On feature selection for supervised learning problems involving high-dimensional analytical information

Abstract

Several computational methods were applied to feature selection for supervised learning problems that can be encountered in the field of analytical chemistry. Namely, Genetic Algorithm (GA), Firefly Algorithm (FA), Particle Swarm Optimization (PSO), Least Absolute Shrinkage and Selection Operator (LASSO), Least Angle Regression Algorithm (LARS), interval Partial Least Squares (iPLS), sparse PLS (sPLS), and Uninformative Variable Elimination-PLS (UVE-PLS). Methods were compared in two case studies which cover both supervised learning cases; (i) regression: multivariate calibration of soil carbonate content using Fourier transform mid-infrared (FT-MIR) spectral information, and (ii) classification: diagnosis of prostate cancer patients using gene expression information. Beside quantitative performance measures: error and accuracy often used in feature selection studies, a qualitative measure, the selection index (SI), was introduced to evaluate the methods in terms of quality of selected features. Robustness was evaluated introducing artificially generated noise variables to both datasets.
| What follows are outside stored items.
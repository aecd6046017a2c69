//! Structured observability hooks for pipeline runs and resource bindings.
//!
//! This module provides:
//! - Run-scoped tracing spans via `pipeline_span`
//! - Emission functions for key lifecycle events: stage changes, stale
//!   results, saved records, orphan cleanup
//!
//! Events are emitted at `info!` level unless noted (filter via `RUST_LOG`).

use tracing::{debug, info, warn};

use crate::pipeline::Stage;

/// Span tagging every event of one pipeline run with its `run_id`.
///
/// Attach it to futures with `tracing::Instrument::instrument`.
pub fn pipeline_span(run_id: u64) -> tracing::Span {
    tracing::info_span!("rootwise.pipeline", run_id = run_id)
}

/// Emit event: pipeline moved between stages.
pub fn emit_stage_changed(run_id: u64, from: Stage, to: Stage) {
    if from != to {
        info!(event = "pipeline.stage_changed", run_id = run_id, from = ?from, to = ?to);
    }
}

/// Emit event: an asynchronous call settled after its run was abandoned
/// (warning level).
pub fn emit_stale_result_discarded(run_id: u64, call: &str) {
    warn!(event = "pipeline.stale_result_discarded", run_id = run_id, call = %call);
}

/// Emit event: a plant record was persisted.
pub fn emit_record_saved(run_id: u64, record_id: &str, blob_id: &str) {
    info!(
        event = "pipeline.record_saved",
        run_id = run_id,
        record_id = %record_id,
        blob_id = %blob_id,
    );
}

/// Emit event: outcome of deleting a blob orphaned by a failed record write.
pub fn emit_orphan_cleanup(blob_id: &str, error: Option<&str>) {
    match error {
        None => info!(event = "persistence.orphan_deleted", blob_id = %blob_id),
        Some(err) => warn!(event = "persistence.orphan_left", blob_id = %blob_id, error = %err),
    }
}

/// Emit event: a binding dropped a superseded fetch result (debug level).
pub fn emit_fetch_discarded(generation: u64, latest: u64) {
    debug!(event = "binding.fetch_discarded", generation = generation, latest = latest);
}

#[cfg(test)]
mod tests {
    use super::*;

    #[test]
    fn test_pipeline_span_create() {
        // Just ensure the span can be built and entered without a subscriber
        let _entered = pipeline_span(7).entered();
        emit_stage_changed(7, Stage::Idle, Stage::Captured);
    }
}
Results of the first case study have shown that in order of decreasing predictive ability and robustness: GA > FA ≈ PSO > LASSO > LARS (errors of 1.775, 4.504, 4.055 mg g⁻¹, 10.085, and 10.510 mg g⁻¹) are recommended for application in regression involving spectral information. In the second case study, the following trend: GA > PSO > FA ≈ LASSO > LARS (accuracies of 100, 95.12 and 90.24%) has been observed. Strong robustness has been observed in the regression case with no decrease in SI for GA, and SI decreasing from 28.85 to 10.26, and 36.11 to 21.05%, for FA and PSO, respectively. In the classification case, only LARS exhibited a considerable decrease in accuracy upon introduction of noise features. Major sources of errors were identified and mostly originated from the analytical methods themselves, which confirmed strong applicability of the evaluated feature selection methods.